McGinley bought into it wholeheartedly, and when the chance came to hole the key putt - "this for the win, this for the Ryder Cup" - he drilled the ball home to clinch the victory for Europe.
McGinley's competitive nature was honed on the GAA pitches at Ballyboden St Enda's as a youngster, and that stood to him during his golfing career.
He had a fine career as an individual, but team golf suited his temperament, and it showed, not only through that famous week at The Belfry, but in subsequent appearances at Oakland Hills in 2004 and The K Club in 2006.
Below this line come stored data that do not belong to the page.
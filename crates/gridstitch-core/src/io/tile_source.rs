use std::collections::HashMap;
use std::path::Path;

use image::{ColorType, DynamicImage};
use ndarray::Array2;

use crate::error::{Result, StitchError};
use crate::sample::{Sample, SampleType};
use crate::tile::{GridAddress, Tile, TileGeometry};

/// Where tile rasters come from. Decoding is delegated to the implementor.
pub trait TileSource: Sync {
    fn read(&self, tile: &Tile) -> Result<DynamicImage>;
}

/// Reads tiles from their paths on disk with the `image` crate.
#[derive(Clone, Copy, Debug, Default)]
pub struct DiskTileSource;

impl TileSource for DiskTileSource {
    fn read(&self, tile: &Tile) -> Result<DynamicImage> {
        Ok(image::open(&tile.path)?)
    }
}

/// Pre-decoded tiles keyed by grid address.
#[derive(Clone, Debug, Default)]
pub struct MemoryTileSource {
    images: HashMap<GridAddress, DynamicImage>,
}

impl MemoryTileSource {
    pub fn new() -> Self {
        Self::default()
    }

    pub fn insert(&mut self, address: GridAddress, image: DynamicImage) {
        self.images.insert(address, image);
    }
}

impl TileSource for MemoryTileSource {
    fn read(&self, tile: &Tile) -> Result<DynamicImage> {
        self.images.get(&tile.address).cloned().ok_or_else(|| {
            StitchError::Io(std::io::Error::new(
                std::io::ErrorKind::NotFound,
                format!("no image for tile {}", tile.filename),
            ))
        })
    }
}

/// Decode a tile as `T` samples and check it matches the grid geometry.
///
/// A tile whose bit depth differs from the grid's is rejected rather than
/// rescaled.
pub fn load_tile<T: Sample>(
    source: &dyn TileSource,
    tile: &Tile,
    geometry: &TileGeometry,
) -> Result<Array2<T>> {
    let image = source.read(tile)?;
    check_sample_type(&tile.path, image.color(), geometry.sample_type)?;
    if T::TYPE != geometry.sample_type {
        return Err(StitchError::SampleTypeMismatch {
            path: tile.path.clone(),
            found: geometry.sample_type,
            expected: T::TYPE,
        });
    }
    let data = T::from_image(image)?;
    check_shape(&tile.path, &data, geometry)?;
    Ok(data)
}

/// Decode a tile as `f32` intensities in the tile's own sample range.
pub fn load_tile_f32<T: Sample>(
    source: &dyn TileSource,
    tile: &Tile,
    geometry: &TileGeometry,
) -> Result<Array2<f32>> {
    Ok(load_tile::<T>(source, tile, geometry)?.mapv(|v| v.as_()))
}

fn check_sample_type(path: &Path, color: ColorType, expected: SampleType) -> Result<()> {
    let found = SampleType::from_color(color).ok_or_else(|| StitchError::UnsupportedSampleType {
        path: path.to_path_buf(),
        color,
    })?;
    if found != expected {
        return Err(StitchError::SampleTypeMismatch {
            path: path.to_path_buf(),
            found,
            expected,
        });
    }
    Ok(())
}

fn check_shape<T>(path: &Path, data: &Array2<T>, geometry: &TileGeometry) -> Result<()> {
    let (height, width) = data.dim();
    if height != geometry.height || width != geometry.width {
        return Err(StitchError::TileShape {
            path: path.to_path_buf(),
            width,
            height,
            expected_width: geometry.width,
            expected_height: geometry.height,
        });
    }
    Ok(())
}
pub mod config;
mod orchestrator;
mod types;

pub use orchestrator::{
    prepare_stitch, run_stitch, run_stitch_reported, run_stitch_with, PreparedStitch,
};
pub use types::{NoOpReporter, ProgressReporter, StitchReport, StitchStage};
The Dubliner was canny enough to avoid a vice-captain's role under Nick Faldo in 2008, but a Seve Trophy captaincy in 2009, followed by vice-captaincy stints with Colin Montgomerie in 2010 and Jose Maria Olazabal (2012), whetted his appetite for the big job in 2014.
Once McGinley was confirmed as captain for Gleneagles, the thinking, the strategy, the orchestrating of a plan to defeat the USA began in earnest.
Potential team members, possible foursomes and fourball pairings, details of team-room set-up were constantly assessed.
What brand of golf balls did players use?
As it came close to deciding on likely partnerships for foursomes, McGinley checked that out and despatched dozens of the balls used by each player in each potential partnership so they could agree on the ball they would play in the matches.
The outcome was a 7-1 result for Europe in the foursomes alone - a great base on which build the victory.
Motivational images and phrases such as ''Passion has determined our past. Attitude will determine our future", the recruitment of Alex Ferguson to address the players, and the moulding of a complete team ethos obsessed McGinley.
The starting point of it all had to be the Glenagles golf course, "the examination paper" as he called it.
Statistics of how it played in Johny Walker Championships were pored over, as were player performances in various statistic categories.
McGinley's pairing of Graeme McDowell with French rookie Victor Dubuisson and how he wanted them to play offered a perfect example of his strategy.
The captain told McDowell he wanted the Frenchman to drive on the even number holes because with his length off the tee, the Portrush native would have better chances of getting home in two shots and setting up birdie chances.
"I started with the course and built my strategy around the statistics of the course.," McGinley recalled.
McGinley made sure to include the caddies in the team room and general environment, because he appreciated that the bagmen know their employers better than anyone else. That worked, too.
Ultimately the outcome rests with the players, particularly the big guns on either side.
Typically, McGinley has a stat for that.
"Look, your top players win your Ryder Cups," he pointed out.
"The top four players in the world rankings off each team normally account for 38pc to 48pc of your total points gained, from four players.
"The other two-thirds of the team account for the other half of total points that you need. Why have we been winning Ryder Cups time after time?
"There's one reason - our top players get a lot of points."